Indian-market considerations
The Fitmate 10’s 600 W power draw interacts with Indian power infrastructure in specific ways. First, the wiring in older Indian flats (pre-2000 construction) often has 5-amp circuits for bedroom outlets; 600 W is within 5-amp rated capacity but startup surge from the compressor can trip the breaker. Use a dedicated 16-amp outlet if possible. Second, voltage fluctuation: Indian domestic supply routinely swings between 180 V and 260 V. A 600 W concentrator without a stabiliser will fail prematurely from voltage stress. A 2 kVA stabiliser is mandatory. Third, heat dissipation: 600 W of continuous draw produces roughly 300-400 W of waste heat (the rest is the oxygen-separation work). In a closed room at 35°C ambient, the room temperature around the unit rises 3-5°C. Place the unit near a window or with ceiling-fan airflow.
CDSCO notification of the Fitmate 10 LPM is not declared on the public product listing (CDSCO). Buyers should demand the CDSCO notification number and manufacturer registration from the dealer; absence should be treated as a deal-breaker for a ₹1,34,400 purchase. GST on medical oxygen concentrators is 12% and is typically included in the listed price. Warranty is usually 1 year standard from the importer; extended warranty offers beyond 2 years on this price class should be evaluated carefully — a 3-year warranty that exceeds the dealer’s own tenure in business is unenforceable.

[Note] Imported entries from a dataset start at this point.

// Trait abstractions for ScrapePhase dependencies.
//
// ContentFetcher replaces Arc<Archive> — all content fetching behind one trait.
// SignalReader — read-only graph queries (dedup, actors, sources) plus infra ops.
//   All domain writes flow through the engine dispatch loop.
//
// These enable deterministic testing with MockFetcher and MockSignalReader:
// no network, no database, no Docker. `cargo test` in seconds.

use std::collections::{HashMap, HashSet};

use anyhow::Result;
use async_trait::async_trait;
use chrono::{DateTime, Utc};
use uuid::Uuid;

use rootsignal_common::types::{
    ActorNode, ArchivedFeed, ArchivedPage, ArchivedSearchResults, NodeType, Post, SourceNode,
};
use rootsignal_graph::DuplicateMatch;

// ---------------------------------------------------------------------------
// ContentFetcher — replaces Arc<Archive>
// ---------------------------------------------------------------------------

#[async_trait]
pub trait ContentFetcher: Send + Sync {
    /// Fetch and render a web page to markdown.
    async fn page(&self, url: &str) -> Result<ArchivedPage>;

    /// Fetch an RSS/Atom feed.
    async fn feed(&self, url: &str) -> Result<ArchivedFeed>;

    /// Fetch social media posts for an account.
    async fn posts(&self, identifier: &str, limit: u32) -> Result<Vec<Post>>;

    /// Run a web search query (Serper).
    async fn search(&self, query: &str) -> Result<ArchivedSearchResults>;

    /// Search social platforms by topic keywords. Absorbs the
    /// `archive.source(platform_url).search_topics(topics, limit)` two-step.
    async fn search_topics(
        &self,
        platform_url: &str,
        topics: &[&str],
        limit: u32,
    ) -> Result<Vec<Post>>;

    /// Site-scoped web search. Absorbs the
    /// `archive.source(query).search(query).max_results(n)` two-step.
    async fn site_search(&self, query: &str, max_results: usize) -> Result<ArchivedSearchResults>;
}

#[async_trait]
impl ContentFetcher for rootsignal_archive::Archive {
    async fn page(&self, url: &str) -> Result<ArchivedPage> {
        Ok(self.page(url).await?)
    }

    async fn feed(&self, url: &str) -> Result<ArchivedFeed> {
        Ok(self.feed(url).await?)
    }

    async fn posts(&self, identifier: &str, limit: u32) -> Result<Vec<Post>> {
        Ok(self.posts(identifier, limit).await?)
    }

    async fn search(&self, query: &str) -> Result<ArchivedSearchResults> {
        Ok(self.search(query).await?)
    }

    async fn search_topics(
        &self,
        platform_url: &str,
        topics: &[&str],
        limit: u32,
    ) -> Result<Vec<Post>> {
        let handle = self.source(platform_url).await?;
        Ok(handle.search_topics(topics, limit).await?)
    }

    async fn site_search(&self, query: &str, max_results: usize) -> Result<ArchivedSearchResults> {
        let handle = self.source(query).await?;
        Ok(handle.search(query).max_results(max_results).await?)
    }
}

// ---------------------------------------------------------------------------
// SignalReader — read-only graph queries
// ---------------------------------------------------------------------------

#[async_trait]
pub trait SignalReader: Send + Sync {
    // --- URL/content guards ---

    /// Return the subset of `urls` that match a blocked source pattern.
    async fn blocked_urls(&self, urls: &[String]) -> Result<HashSet<String>>;

    /// Check if content with this hash has already been processed for this URL.
    async fn content_already_processed(&self, hash: &str, url: &str) -> Result<bool>;

    // --- Signal queries ---

    /// Return signal IDs grouped by type for a given source URL.
    async fn signal_ids_for_url(&self, url: &str) -> Result<Vec<(Uuid, NodeType)>>;

    /// Read the current corroboration count for a signal.
    async fn read_corroboration_count(&self, id: Uuid, node_type: NodeType) -> Result<u32>;

    // --- Dedup queries ---

    /// Return titles of existing signals from a given source URL.
    async fn existing_titles_for_url(&self, url: &str) -> Result<Vec<String>>;

    /// Batch-find existing signals by exact title+type. Returns map of
    /// (lowercase_title, type) → (node_id, source_url).
    async fn find_by_titles_and_types(
        &self,
        pairs: &[(String, NodeType)],
    ) -> Result<HashMap<(String, NodeType), (Uuid, String)>>;

    /// Find a duplicate signal by vector similarity within a geographic bounding box.
    async fn find_duplicate(
        &self,
        embedding: &[f32],
        primary_type: NodeType,
        threshold: f64,
        min_lat: f64,
        max_lat: f64,
        min_lng: f64,
        max_lng: f64,
    ) -> Result<Option<DuplicateMatch>>;

    // --- Actor graph ---

    /// Find an actor by name (case-insensitive). Returns actor UUID if found.
    async fn find_actor_by_name(&self, name: &str) -> Result<Option<Uuid>>;

    /// Find an actor by canonical_key (URL-based identity).
    async fn find_actor_by_canonical_key(&self, canonical_key: &str) -> Result<Option<Uuid>>;

    // --- Source management ---

    /// Get all active source nodes.
    async fn get_active_sources(&self) -> Result<Vec<SourceNode>>;

    // --- Signal reaping ---

    /// Find signals that have expired by age or staleness rules.
    /// Returns (signal_id, node_type, reason) tuples for the caller to act on.
    async fn find_expired_signals(&self) -> Result<Vec<(Uuid, NodeType, String)>>;

    // --- Actor location enrichment ---

    /// Get signal location observations for an actor (authored signals with about_location).
    /// Returns (lat, lng, location_name, extracted_at) tuples.
    async fn get_signals_for_actor(
        &self,
        actor_id: Uuid,
    ) -> Result<Vec<(f64, f64, String, DateTime<Utc>)>>;

    /// List all actors with their linked sources.
    async fn list_all_actors(&self) -> Result<Vec<(ActorNode, Vec<SourceNode>)>>;
}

Service network: Fitmate has no Indian service footprint comparable to Philips, Nidek, Invacare, or BPL. Parts and compressor replacements route through the importing dealer, typically in Delhi, Mumbai, or Chennai. Turnaround for major parts (sieve bed replacement, compressor swap) is 3-6 weeks. For a 10 LPM machine supporting a long-term high-flow patient, this is a meaningful concern — the dealer should provide a loaner unit during any service window longer than 72 hours, and this should be written into the purchase agreement.
Verdict
The Fitmate 10 LPM is the most defensible Chinese high-flow concentrator in the ₹1,20,000-1,40,000 bracket because it is one of the few with CE certification declared and meaningful alarm coverage. It is not a Philips EverFlo 10 — the weight, noise, and power-draw gaps are real, and for a life-dependent patient those gaps matter. But for step-down home use, dual-patient low-flow setups, and short-to-medium-term high-flow support where budget is tight, the Fitmate’s ₹35,000-50,000 saving against branded alternatives is rational. It beats the uncertified Niscomed 10 and Oxybliss 10 on compliance, and it matches or approaches branded alternatives on core flow performance. Buyers must accept the noise (55 dB, place it away from sleeping areas), the power infrastructure cost (₹5,000-10,000 in stabiliser and optional UPS), and the service-network ambiguity. Within those constraints, it is a machine that holds up. Score: 6.4 out of 10.